use crate::completion::CompletionSummary;
use crate::config::FeedbackTiming;
use crate::logger;
use crate::mascot;
use crate::models::{
    AppState, CountField, Feedback, FeedbackOutcome, FeedbackTicket, QuizSession, Verdict,
};
use crate::questions::{Answer, Question, TaskKind};
use crossterm::event::{KeyCode, KeyEvent};
use std::sync::atomic::{AtomicU64, Ordering};

static NEXT_SESSION_ID: AtomicU64 = AtomicU64::new(1);

const MAX_COUNT_DIGITS: usize = 2;

pub fn handle_quiz_input(
    session: &mut QuizSession,
    key: KeyEvent,
    app_state: &mut AppState,
) -> Option<Verdict> {
    if key.code == KeyCode::Esc {
        *app_state = AppState::QuizQuitConfirm;
        return None;
    }

    // Controls are disabled while a verdict is on screen.
    if session.is_locked() {
        return None;
    }

    match session.kind {
        TaskKind::SoundCount => handle_count_input(session, key),
        TaskKind::FindLetter | TaskKind::LetterOrder => handle_option_input(session, key),
    }
}

fn handle_option_input(session: &mut QuizSession, key: KeyEvent) -> Option<Verdict> {
    let count = session
        .current_question()
        .map(Question::option_count)
        .unwrap_or(0);

    match key.code {
        KeyCode::Left | KeyCode::Up => {
            session.selected_option = session.selected_option.saturating_sub(1);
            None
        }
        KeyCode::Right | KeyCode::Down => {
            if session.selected_option + 1 < count {
                session.selected_option += 1;
            }
            None
        }
        KeyCode::Enter | KeyCode::Char(' ') => session.submit_selected(),
        KeyCode::Char(c) => {
            if let Some(digit) = c.to_digit(10) {
                let position = digit as usize;
                if (1..=count).contains(&position) {
                    return session.submit_option(position - 1);
                }
                return None;
            }

            let typed = c.to_uppercase().next().unwrap_or(c);
            let question = session.current_question()?;
            let index = (0..count).find(|&i| question.option_letter(i) == Some(typed))?;
            session.submit_option(index)
        }
        _ => None,
    }
}

fn handle_count_input(session: &mut QuizSession, key: KeyEvent) -> Option<Verdict> {
    match key.code {
        KeyCode::Tab | KeyCode::BackTab | KeyCode::Up | KeyCode::Down => {
            session.focused_field = match session.focused_field {
                CountField::Sounds => CountField::Letters,
                CountField::Letters => CountField::Sounds,
            };
            None
        }
        KeyCode::Char(c) if c.is_ascii_digit() => {
            let field = session.focused_input_mut();
            if field.len() < MAX_COUNT_DIGITS {
                field.push(c);
            }
            None
        }
        KeyCode::Backspace => {
            session.focused_input_mut().pop();
            None
        }
        KeyCode::Enter => session.submit_counts(),
        _ => None,
    }
}

/// Returns `true` when the learner confirmed leaving the quiz.
pub fn handle_quit_confirm(key: KeyEvent, app_state: &mut AppState) -> bool {
    match key.code {
        KeyCode::Char('y') | KeyCode::Char('Y') | KeyCode::Enter => {
            *app_state = AppState::Home;
            true
        }
        KeyCode::Char('n') | KeyCode::Char('N') | KeyCode::Esc => {
            *app_state = AppState::Quiz;
            false
        }
        _ => false,
    }
}

impl QuizSession {
    pub fn new(kind: TaskKind, timing: FeedbackTiming) -> Self {
        Self::with_questions(kind, kind.questions(), timing)
    }

    pub fn with_questions(kind: TaskKind, questions: Vec<Question>, timing: FeedbackTiming) -> Self {
        let id = NEXT_SESSION_ID.fetch_add(1, Ordering::Relaxed);
        logger::log(&format!(
            "Session {} started: {} ({} questions)",
            id,
            kind.title(),
            questions.len()
        ));

        let mut session = Self {
            id,
            kind,
            questions,
            current_index: 0,
            score: 0,
            feedback: Feedback::None,
            completed: false,
            selected_option: 0,
            sounds_input: String::new(),
            letters_input: String::new(),
            focused_field: CountField::Sounds,
            mascot_line: mascot::lines_for(kind).map(|lines| lines.greeting),
            summary: None,
            generation: 0,
            timing,
        };

        if session.questions.is_empty() {
            session.finish();
        }

        session
    }

    pub fn total(&self) -> usize {
        self.questions.len()
    }

    pub fn current_question(&self) -> Option<&Question> {
        self.questions.get(self.current_index)
    }

    /// True while a verdict is showing or once the session is over.
    pub fn is_locked(&self) -> bool {
        self.feedback != Feedback::None || self.completed
    }

    pub fn ticket(&self) -> FeedbackTicket {
        FeedbackTicket {
            session_id: self.id,
            generation: self.generation,
        }
    }

    pub fn progress_percent(&self) -> u16 {
        let total = self.total();
        if total == 0 {
            return 100;
        }
        (((self.current_index + 1) * 100) / total).min(100) as u16
    }

    pub fn submit(&mut self, answer: Answer) -> Option<Verdict> {
        if self.is_locked() {
            logger::log(&format!(
                "Session {}: submission ignored while locked",
                self.id
            ));
            return None;
        }

        let correct = self.current_question()?.evaluate(&answer);
        self.generation += 1;
        if correct {
            self.feedback = Feedback::Correct;
            self.score += 1;
        } else {
            self.feedback = Feedback::Wrong;
        }

        if let Some(lines) = mascot::lines_for(self.kind) {
            let pool = if correct { lines.correct } else { lines.wrong };
            self.mascot_line = Some(mascot::pick(pool, &mut rand::thread_rng()));
        }

        logger::log(&format!(
            "Session {}: question {} answered {} (score {}/{})",
            self.id,
            self.current_index + 1,
            if correct { "correctly" } else { "wrongly" },
            self.score,
            self.total()
        ));

        Some(Verdict {
            correct,
            ticket: self.ticket(),
            hold: self.timing.hold_for(correct),
        })
    }

    pub fn submit_selected(&mut self) -> Option<Verdict> {
        let answer = self
            .current_question()?
            .answer_for_option(self.selected_option)?;
        self.submit(answer)
    }

    pub fn submit_option(&mut self, index: usize) -> Option<Verdict> {
        if self.is_locked() {
            return None;
        }
        let count = self.current_question()?.option_count();
        if index >= count {
            return None;
        }
        self.selected_option = index;
        self.submit_selected()
    }

    /// Both count fields as an answer, or `None` until both parse.
    pub fn parsed_counts(&self) -> Option<Answer> {
        let sounds = self.sounds_input.trim().parse::<u32>().ok()?;
        let letters = self.letters_input.trim().parse::<u32>().ok()?;
        Some(Answer::Counts { sounds, letters })
    }

    pub fn counts_ready(&self) -> bool {
        self.parsed_counts().is_some()
    }

    pub fn submit_counts(&mut self) -> Option<Verdict> {
        let answer = self.parsed_counts()?;
        self.submit(answer)
    }

    pub fn on_feedback_elapsed(&mut self, ticket: FeedbackTicket) -> FeedbackOutcome {
        if ticket != self.ticket() || self.feedback == Feedback::None {
            logger::log(&format!(
                "Session {}: ignored stale timer (session {}, generation {})",
                self.id, ticket.session_id, ticket.generation
            ));
            return FeedbackOutcome::Ignored;
        }

        let was_correct = self.feedback == Feedback::Correct;
        self.feedback = Feedback::None;

        if !was_correct {
            if let Some(lines) = mascot::lines_for(self.kind) {
                self.mascot_line = Some(lines.retry_hint);
            }
            return FeedbackOutcome::Retry;
        }

        self.reset_input();
        if self.current_index + 1 < self.total() {
            self.current_index += 1;
            if let Some(lines) = mascot::lines_for(self.kind) {
                self.mascot_line = Some(lines.next);
            }
            FeedbackOutcome::Advanced
        } else {
            self.finish();
            FeedbackOutcome::Completed
        }
    }

    fn finish(&mut self) {
        self.completed = true;
        let summary =
            CompletionSummary::new(self.kind, self.score, self.total(), &mut rand::thread_rng());
        if mascot::lines_for(self.kind).is_some() {
            self.mascot_line = Some(summary.message);
        }
        logger::log(&format!(
            "Session {} completed: {}/{} correct, {} stars",
            self.id, summary.score, summary.total, summary.stars
        ));
        self.summary = Some(summary);
    }

    fn reset_input(&mut self) {
        self.selected_option = 0;
        self.sounds_input.clear();
        self.letters_input.clear();
        self.focused_field = CountField::Sounds;
    }

    fn focused_input_mut(&mut self) -> &mut String {
        match self.focused_field {
            CountField::Sounds => &mut self.sounds_input,
            CountField::Letters => &mut self.letters_input,
        }
    }
}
──────────────────────────────
(Problem to solve) Copy only the entries from the first line to the line with "const MAX_COUNT_DIGITS: usize = 2;", each exactly as it appears.

(Exercise response)
use crate::completion::CompletionSummary;
use crate::config::FeedbackTiming;
use crate::logger;
use crate::mascot;
use crate::models::{
    AppState, CountField, Feedback, FeedbackOutcome, FeedbackTicket, QuizSession, Verdict,
};
use crate::questions::{Answer, Question, TaskKind};
use crossterm::event::{KeyCode, KeyEvent};
use std::sync::atomic::{AtomicU64, Ordering};

static NEXT_SESSION_ID: AtomicU64 = AtomicU64::new(1);

const MAX_COUNT_DIGITS: usize = 2;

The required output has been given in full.